Calista was “so fun to be around, such an alpha. She knew what she wanted her whole life, and that was being in charge. She wanted to go outside and roam.”

Eventually, “she became more physically frail,” developing the canine equivalent of Sundown syndrome, which affects Alzheimer’s patients.

“When the sun started going down, she would bark to go outside. Then, once she was outside, she’d bark to come in. In a 30-minute period, I’d take her in and out five times.”

Even when Calista struggled to walk, Patterson diligently indulged her volatile desire to go out and come in until the day Calista died, three months shy of her 18th birthday.

“It’s as tender as it gets,” she said.

Veterinarian Catherine Rottinghaus of Durango Animal Hospital said on dogs’ final days alive, “they get spoiled – certainly,” with treats, favorite toys and special activities. Rottinghaus has even euthanized dogs at home, in cars and in public parks to spare them the stress of coming into the clinic. “I do whatever people want to do, within reason,” she said.

Veterinarian Dan Parkinson, who runs Tenderheart, a pet hospice in Durango, said he typically deals with animals in the final two weeks of their life, when human heartache can be immense.

Choosing to euthanize a dog is painfully hard.

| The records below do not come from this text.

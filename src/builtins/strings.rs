// ABOUTME: String postfix methods (`.upper`, `.split`, `.trim`, ...).
// Grounded on the teacher's `builtins/strings.rs` category, adapted from
// free host functions taking an explicit receiver arg to methods taking
// the receiver separately from `args`.

use super::{arity, expect_number, expect_string};
use crate::error::EvalError;
use crate::span::Span;
use crate::value::Value;

pub fn call(s: &str, name: &str, args: &[Value], span: Span) -> Result<Value, EvalError> {
    match name {
        "upper" => {
            no_args(name, args, span)?;
            Ok(Value::String(s.to_uppercase()))
        }
        "lower" => {
            no_args(name, args, span)?;
            Ok(Value::String(s.to_lowercase()))
        }
        "trim" => {
            no_args(name, args, span)?;
            Ok(Value::String(s.trim().to_string()))
        }
        "len" => {
            no_args(name, args, span)?;
            Ok(Value::Number(s.chars().count() as f64))
        }
        "empty" => {
            no_args(name, args, span)?;
            Ok(Value::Bool(s.is_empty()))
        }
        "split" => {
            let delim = one_string_arg(name, args, span)?;
            Ok(Value::list(s.split(delim).map(|p| Value::String(p.to_string())).collect()))
        }
        "contains" => {
            let needle = one_string_arg(name, args, span)?;
            Ok(Value::Bool(s.contains(needle)))
        }
        "starts_with" => {
            let prefix = one_string_arg(name, args, span)?;
            Ok(Value::Bool(s.starts_with(prefix)))
        }
        "ends_with" => {
            let suffix = one_string_arg(name, args, span)?;
            Ok(Value::Bool(s.ends_with(suffix)))
        }
        "replace" => {
            if args.len() != 2 {
                return Err(arity(name, "2", args.len(), span));
            }
            let pattern = expect_string(&args[0], span)?;
            let replacement = expect_string(&args[1], span)?;
            Ok(Value::String(s.replace(pattern, replacement)))
        }
        "slice" => {
            if args.len() != 2 {
                return Err(arity(name, "2", args.len(), span));
            }
            let start = expect_number(&args[0], span)? as usize;
            let end = expect_number(&args[1], span)? as usize;
            let chars: Vec<char> = s.chars().collect();
            if start > chars.len() || end > chars.len() || start > end {
                return Err(EvalError::IndexOutOfBounds { index: end as i64, length: chars.len(), span });
            }
            Ok(Value::String(chars[start..end].iter().collect()))
        }
        "to_number" => {
            no_args(name, args, span)?;
            s.trim().parse::<f64>().map(Value::Number).map_err(|_| EvalError::host_error(name, format!("cannot parse `{s}` as a number"), span))
        }
        "chars" => {
            no_args(name, args, span)?;
            Ok(Value::list(s.chars().map(|c| Value::String(c.to_string())).collect()))
        }
        other => Err(EvalError::host_error(other, format!("no string method `.{other}`"), span)),
    }
}

fn no_args(name: &str, args: &[Value], span: Span) -> Result<(), EvalError> {
    if args.is_empty() {
        Ok(())
    } else {
        Err(arity(name, "0", args.len(), span))
    }
}

fn one_string_arg<'a>(name: &str, args: &'a [Value], span: Span) -> Result<&'a str, EvalError> {
    if args.len() != 1 {
        return Err(arity(name, "1", args.len(), span));
    }
    expect_string(&args[0], span)
}

#[cfg(test)]
mod tests {
    use super::*;
    use crate::span::Position;

    fn span() -> Span {
        Span::point(Position::start())
    }

    #[test]
    fn upper_and_lower_round_trip() {
        assert_eq!(call("Hello", "upper", &[], span()).unwrap(), Value::String("HELLO".into()));
        assert_eq!(call("Hello", "lower", &[], span()).unwrap(), Value::String("hello".into()));
    }

    #[test]
    fn split_on_delimiter() {
        let result = call("a,b,c", "split", &[Value::String(",".into())], span()).unwrap();
        assert_eq!(result, Value::list(vec![Value::String("a".into()), Value::String("b".into()), Value::String("c".into())]));
    }

    #[test]
    fn unknown_method_is_a_host_error() {
        assert!(call("x", "nonsense", &[], span()).is_err());
    }
}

But the gut-wrenching finality of death-by-appointment can also be liberating for grieving humans, imbuing the process of saying goodbye to a beloved pet with profound soulfulness and mercy.

“Everybody’s relationship with their pet is different,” Parkinson said. “People will take them for a ride in the car or on their favorite walk to their favorite spot – even carrying them, if they can’t walk or stop at Dairy Queen for their favorite ice cream.”

“I am amazed by the loving things people do to make their pets as comfortable as possible. The heartache there – some people describe it as deep as losing a loved one,” he said.

Miller, the pet psychologist, said, left to their own devices, when the time comes, most animals “go out and die – some wild creature gets them.”